I was training CycleGAN.
When I train discriminator,
case 1.
loss_D_A.backward()
loss_D_B.backward()
case 2.
loss_D = loss_D_A + loss_D_B
loss_D.backward()
Without thinking of retain_graph=True stuff, assuming this code doesn’t occur any error, are both case have same effects?
My question is that for case 2., does loss get accumulated twice (not just loss A. loss A + loss B for Discriminator A. Same case for Discriminator B.) so it update the gradient twice more then they should have been? Or does loss automatically affects only to its related tensors even though they are added like case 2.?
This will work properly. loss_D_A.backward() accumulates the gradient
of loss_D_A into whatever parameters loss_D_A depends on. loss_D_B.backward() then accumulates the gradient of loss_D_B
into its relevant parameters.
If loss_D_A and loss_D_B both depend on some of the same
parameters, those parameters will have the sum of the two gradients
accumulated into their .grad properties.
But gradients are linear – that is, the gradient of the sum is the sum of
the gradients. So accumulating the gradient of loss_D_A + loss_D_B
into the relevant parameters does, indeed, accumulate the sum of the
two gradients into the parameters. (But by doing so in one .backward()
call, it will be somewhat cheaper.)
Just to be clear, in case 1, if loss_D_A and loss_D_B share
part of the same computation graph, you will have to use loss_D_A.backward (retain_graph = True) in order for loss_D_B.backward() to work.
(retain_graph = True won’t be needed for case 2 because there
is only one .backward() call.)
Hello Frank!
Thank you for your fast and kind reply!
So do you mean that also for case 2, it will accumulate the gradient of loss_D_A only into its relevant parameters and accumulate the gradient of loss_D_B only into its relevant parameters even if we call only one .backward() to sum of those two losses (loss_D_A + loss_D_B) but not separate .backward() call to each losses?
Yes, this is correct (with the proviso that you might need to use retain_graph = True in case 1).
You can easily test that cases 1 and 2 produce the same gradients.
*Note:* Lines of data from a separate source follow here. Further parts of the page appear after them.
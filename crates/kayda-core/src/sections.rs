//! Section repository.
//!
//! Every Section lives under `sections/<id>` and records its single
//! [`Parent`] explicitly, so an id alone is enough to address it and no
//! lookup ever has to guess which collection or jurisdiction it belongs to.
//!
//! Updates are partial and versioned: each successful update bumps
//! `version`, and a caller that passes `expected_version` gets
//! [`CatalogError::VersionConflict`] instead of silently overwriting a newer
//! write.

use std::sync::Arc;

use chrono::Utc;
use kayda_storage::WriteOp;
use tracing::{debug, info};
use uuid::Uuid;

use crate::error::{CatalogError, StoreError};
use crate::models::{
    non_empty, require_nonblank, Act, Group, Jurisdiction, Parent, Section, SectionPatch,
};
use crate::store::{keys, put_doc, put_marker, DocumentStore};

/// CRUD over Sections.
pub struct SectionRepository {
    store: Arc<DocumentStore>,
}

impl SectionRepository {
    /// Create a repository over the shared document store.
    #[must_use]
    pub fn new(store: Arc<DocumentStore>) -> Self {
        Self { store }
    }

    /// Fetch one Section.
    ///
    /// # Errors
    ///
    /// - [`CatalogError::NotFound`] if no Section has this id.
    /// - [`CatalogError::Store`] if storage fails.
    pub async fn get(&self, id: Uuid) -> Result<Section, CatalogError> {
        self.store
            .get::<Section>(&keys::section(id))
            .await?
            .ok_or_else(|| CatalogError::NotFound {
                kind: "section",
                id: id.to_string(),
            })
    }

    /// List the Sections of a parent in creation order.
    ///
    /// # Errors
    ///
    /// - [`CatalogError::ParentNotFound`] if the parent does not exist.
    /// - [`CatalogError::Store`] if storage fails.
    pub async fn list_by_parent(&self, parent: Parent) -> Result<Vec<Section>, CatalogError> {
        self.resolve_parent(parent).await?;

        let mut sections = Vec::new();
        for child in self.store.children(&parent_index(parent)).await? {
            let Ok(id) = child.parse::<Uuid>() else {
                continue;
            };
            if let Some(section) = self.store.get::<Section>(&keys::section(id)).await? {
                sections.push(section);
            }
        }
        sections.sort_by(|a, b| a.created_at.cmp(&b.created_at).then_with(|| a.id.cmp(&b.id)));
        Ok(sections)
    }

    /// Create a Section under an Act or a Group.
    ///
    /// # Errors
    ///
    /// - [`CatalogError::ParentNotFound`] if the parent does not exist.
    /// - [`CatalogError::InvalidRequest`] if `name` is blank.
    /// - [`CatalogError::Store`] if storage fails.
    pub async fn create(
        &self,
        parent: Parent,
        name: &str,
        text: &str,
        description: Option<String>,
    ) -> Result<Section, CatalogError> {
        let name = require_nonblank("name", name)?;

        let _guard = self.store.write_lock().await;
        let jurisdiction = self.resolve_parent(parent).await?;

        let now = Utc::now();
        let section = Section {
            id: Uuid::new_v4(),
            parent,
            jurisdiction,
            name,
            text: text.to_owned(),
            description: non_empty(description),
            version: 1,
            created_at: now,
            updated_at: now,
        };

        self.store
            .apply(vec![
                put_doc(keys::section(section.id), &section)?,
                put_marker(format!("{}{}", parent_index(parent), section.id)),
            ])
            .await?;

        info!(
            section_id = %section.id,
            parent_kind = parent.kind(),
            parent_id = %parent.id(),
            "section created"
        );
        Ok(section)
    }

    /// Apply a partial update.
    ///
    /// Fields that are `None` or blank keep their stored value.
    ///
    /// # Errors
    ///
    /// - [`CatalogError::NotFound`] if no Section has this id.
    /// - [`CatalogError::VersionConflict`] if `expected_version` is stale.
    /// - [`CatalogError::Store`] if storage fails.
    pub async fn update(&self, id: Uuid, patch: SectionPatch) -> Result<Section, CatalogError> {
        let _guard = self.store.write_lock().await;
        let mut section = self.get(id).await?;

        if let Some(expected) = patch.expected_version {
            if expected != section.version {
                return Err(CatalogError::VersionConflict {
                    id: id.to_string(),
                    expected,
                    actual: section.version,
                });
            }
        }

        if let Some(name) = non_empty(patch.name) {
            section.name = name.trim().to_owned();
        }
        if let Some(text) = non_empty(patch.text) {
            section.text = text;
        }
        if let Some(description) = non_empty(patch.description) {
            section.description = Some(description);
        }
        section.version = section.version.saturating_add(1);
        section.updated_at = Utc::now();

        self.store
            .apply(vec![put_doc(keys::section(id), &section)?])
            .await?;

        debug!(section_id = %id, version = section.version, "section updated");
        Ok(section)
    }

    /// Delete a Section and its index entry.
    ///
    /// # Errors
    ///
    /// - [`CatalogError::NotFound`] if no Section has this id.
    /// - [`CatalogError::Store`] if storage fails.
    pub async fn delete(&self, id: Uuid) -> Result<(), CatalogError> {
        let _guard = self.store.write_lock().await;
        let section = self.get(id).await?;

        self.store
            .apply(vec![
                WriteOp::delete(keys::section(id)),
                WriteOp::delete(format!("{}{}", parent_index(section.parent), id)),
            ])
            .await?;

        info!(section_id = %id, "section deleted");
        Ok(())
    }

    /// Confirm the parent exists and return the jurisdiction it belongs to.
    async fn resolve_parent(&self, parent: Parent) -> Result<Jurisdiction, CatalogError> {
        let not_found = || CatalogError::ParentNotFound {
            kind: parent.kind(),
            id: parent.id().to_string(),
        };
        match parent {
            Parent::Act(id) => self
                .store
                .get::<Act>(&keys::act(id))
                .await?
                .map(|a| a.jurisdiction)
                .ok_or_else(not_found),
            Parent::Group(id) => self
                .store
                .get::<Group>(&keys::group(id))
                .await?
                .map(|g| g.jurisdiction)
                .ok_or_else(not_found),
        }
    }
}

impl std::fmt::Debug for SectionRepository {
    fn fmt(&self, f: &mut std::fmt::Formatter<'_>) -> std::fmt::Result {
        f.debug_struct("SectionRepository").finish_non_exhaustive()
    }
}

fn parent_index(parent: Parent) -> String {
    match parent {
        Parent::Act(id) => keys::act_sections(id),
        Parent::Group(id) => keys::group_sections(id),
    }
}

/// Queue the removal of every Section listed under `index_prefix`, together
/// with the index entries themselves. Returns the number of Sections queued.
pub(crate) async fn section_teardown(
    store: &DocumentStore,
    index_prefix: &str,
    ops: &mut Vec<WriteOp>,
) -> Result<usize, StoreError> {
    let children = store.children(index_prefix).await?;
    for child in &children {
        ops.push(WriteOp::delete(format!("{}{child}", keys::SECTIONS)));
        ops.push(WriteOp::delete(format!("{index_prefix}{child}")));
    }
    Ok(children.len())
}

#[cfg(test)]
#[allow(clippy::unwrap_used)]
mod tests {
    use super::*;
    use crate::acts::{ActRepository, NewAct};
    use crate::groups::GroupRepository;
    use crate::testing::{failing_store, make_store};

    async fn seed_act(store: &Arc<DocumentStore>, jurisdiction: Jurisdiction) -> Uuid {
        ActRepository::new(Arc::clone(store))
            .create(NewAct {
                jurisdiction,
                name: "Maharashtra Land Revenue Code".to_owned(),
                content: None,
            })
            .await
            .unwrap()
            .id
    }

    #[tokio::test]
    async fn create_under_missing_parent_is_rejected() {
        let repo = SectionRepository::new(make_store());
        let err = repo
            .create(Parent::Act(Uuid::new_v4()), "Section 1", "text", None)
            .await
            .unwrap_err();
        assert!(matches!(err, CatalogError::ParentNotFound { kind: "act", .. }));

        let err = repo
            .create(Parent::Group(Uuid::new_v4()), "Section 1", "text", None)
            .await
            .unwrap_err();
        assert!(matches!(err, CatalogError::ParentNotFound { kind: "group", .. }));
    }

    #[tokio::test]
    async fn list_by_parent_returns_only_that_parents_sections() {
        let store = make_store();
        let a = seed_act(&store, Jurisdiction::Maharashtra).await;
        let b = seed_act(&store, Jurisdiction::Maharashtra).await;
        let repo = SectionRepository::new(Arc::clone(&store));

        let s1 = repo.create(Parent::Act(a), "Section 1", "one", None).await.unwrap();
        let s2 = repo.create(Parent::Act(a), "Section 2", "two", None).await.unwrap();
        repo.create(Parent::Act(b), "Section 1", "other", None).await.unwrap();

        let ids: Vec<Uuid> = repo
            .list_by_parent(Parent::Act(a))
            .await
            .unwrap()
            .into_iter()
            .map(|s| s.id)
            .collect();
        assert_eq!(ids, vec![s1.id, s2.id]);
    }

    #[tokio::test]
    async fn partial_update_changes_only_given_field() {
        let store = make_store();
        let act = seed_act(&store, Jurisdiction::Indian).await;
        let repo = SectionRepository::new(Arc::clone(&store));
        let created = repo
            .create(
                Parent::Act(act),
                "Section 3",
                "old text",
                Some("definitions".to_owned()),
            )
            .await
            .unwrap();

        repo.update(
            created.id,
            SectionPatch {
                text: Some("new".to_owned()),
                ..SectionPatch::default()
            },
        )
        .await
        .unwrap();

        let read = repo.get(created.id).await.unwrap();
        assert_eq!(read.text, "new");
        assert_eq!(read.name, "Section 3");
        assert_eq!(read.description.as_deref(), Some("definitions"));
        assert_eq!(read.jurisdiction, Jurisdiction::Indian);
        assert_eq!(read.version, 2);
    }

    #[tokio::test]
    async fn empty_strings_in_patch_mean_no_change() {
        let store = make_store();
        let act = seed_act(&store, Jurisdiction::Indian).await;
        let repo = SectionRepository::new(Arc::clone(&store));
        let created = repo
            .create(Parent::Act(act), "Section 4", "body", None)
            .await
            .unwrap();

        let updated = repo
            .update(
                created.id,
                SectionPatch {
                    name: Some(String::new()),
                    text: Some("  ".to_owned()),
                    ..SectionPatch::default()
                },
            )
            .await
            .unwrap();
        assert_eq!(updated.name, "Section 4");
        assert_eq!(updated.text, "body");
    }

    #[tokio::test]
    async fn stale_expected_version_is_rejected() {
        let store = make_store();
        let act = seed_act(&store, Jurisdiction::Indian).await;
        let repo = SectionRepository::new(Arc::clone(&store));
        let created = repo
            .create(Parent::Act(act), "Section 5", "v1", None)
            .await
            .unwrap();

        repo.update(
            created.id,
            SectionPatch {
                text: Some("v2".to_owned()),
                expected_version: Some(1),
                ..SectionPatch::default()
            },
        )
        .await
        .unwrap();

        let err = repo
            .update(
                created.id,
                SectionPatch {
                    text: Some("lost".to_owned()),
                    expected_version: Some(1),
                    ..SectionPatch::default()
                },
            )
            .await
            .unwrap_err();
        assert!(matches!(
            err,
            CatalogError::VersionConflict {
                expected: 1,
                actual: 2,
                ..
            }
        ));
        assert_eq!(repo.get(created.id).await.unwrap().text, "v2");
    }

    #[tokio::test]
    async fn update_and_delete_unknown_id_is_not_found() {
        let repo = SectionRepository::new(make_store());
        let id = Uuid::new_v4();
        assert!(matches!(
            repo.update(id, SectionPatch::default()).await,
            Err(CatalogError::NotFound { .. })
        ));
        assert!(matches!(repo.delete(id).await, Err(CatalogError::NotFound { .. })));
    }

    #[tokio::test]
    async fn delete_removes_section_from_parent_listing() {
        let store = make_store();
        let act = seed_act(&store, Jurisdiction::Maharashtra).await;
        let repo = SectionRepository::new(Arc::clone(&store));
        let keep = repo.create(Parent::Act(act), "Keep", "", None).await.unwrap();
        let gone = repo.create(Parent::Act(act), "Gone", "", None).await.unwrap();

        repo.delete(gone.id).await.unwrap();
        let listed = repo.list_by_parent(Parent::Act(act)).await.unwrap();
        assert_eq!(listed, vec![keep]);
    }

    #[tokio::test]
    async fn act_delete_removes_direct_and_grouped_sections() {
        let store = make_store();
        let act = seed_act(&store, Jurisdiction::Maharashtra).await;
        let acts = ActRepository::new(Arc::clone(&store));
        let groups = GroupRepository::new(Arc::clone(&store));
        let repo = SectionRepository::new(Arc::clone(&store));

        let group = groups.create(act, "Chapter I", None).await.unwrap();
        let direct = repo.create(Parent::Act(act), "Section 1", "a", None).await.unwrap();
        let grouped = repo
            .create(Parent::Group(group.id), "Section 2", "b", None)
            .await
            .unwrap();

        let removal = acts.delete(act).await.unwrap();
        assert_eq!(removal.groups, 1);
        assert_eq!(removal.sections, 2);

        for id in [direct.id, grouped.id] {
            assert!(matches!(repo.get(id).await, Err(CatalogError::NotFound { .. })));
        }
        assert!(matches!(groups.get(group.id).await, Err(CatalogError::NotFound { .. })));
        assert!(store.keys("idx/").await.unwrap().is_empty());
    }

    #[tokio::test]
    async fn injected_failure_during_act_delete_keeps_every_section() {
        let (store, backend) = failing_store();
        let act = seed_act(&store, Jurisdiction::Indian).await;
        let acts = ActRepository::new(Arc::clone(&store));
        let repo = SectionRepository::new(Arc::clone(&store));
        let s1 = repo.create(Parent::Act(act), "Section 1", "a", None).await.unwrap();
        let s2 = repo.create(Parent::Act(act), "Section 2", "b", None).await.unwrap();

        backend.fail_batches(true);
        assert!(acts.delete(act).await.is_err());
        backend.fail_batches(false);

        // Nothing was applied: the act and both sections are still whole.
        assert!(acts.get(act).await.is_ok());
        assert_eq!(repo.list_by_parent(Parent::Act(act)).await.unwrap().len(), 2);

        acts.delete(act).await.unwrap();
        for id in [s1.id, s2.id] {
            assert!(matches!(repo.get(id).await, Err(CatalogError::NotFound { .. })));
        }
    }
}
Run case 1 and clone() the .grads of all of the parameters that affect
either loss_D_A or loss_D_B for future comparison. Then repeat the
loss computations from scratch (using the same data, of course) and
run case 2. You can now compare the .grads from case 2 with those
you saved from case 1 and you will see that they are equal (up to numerical
round-off error).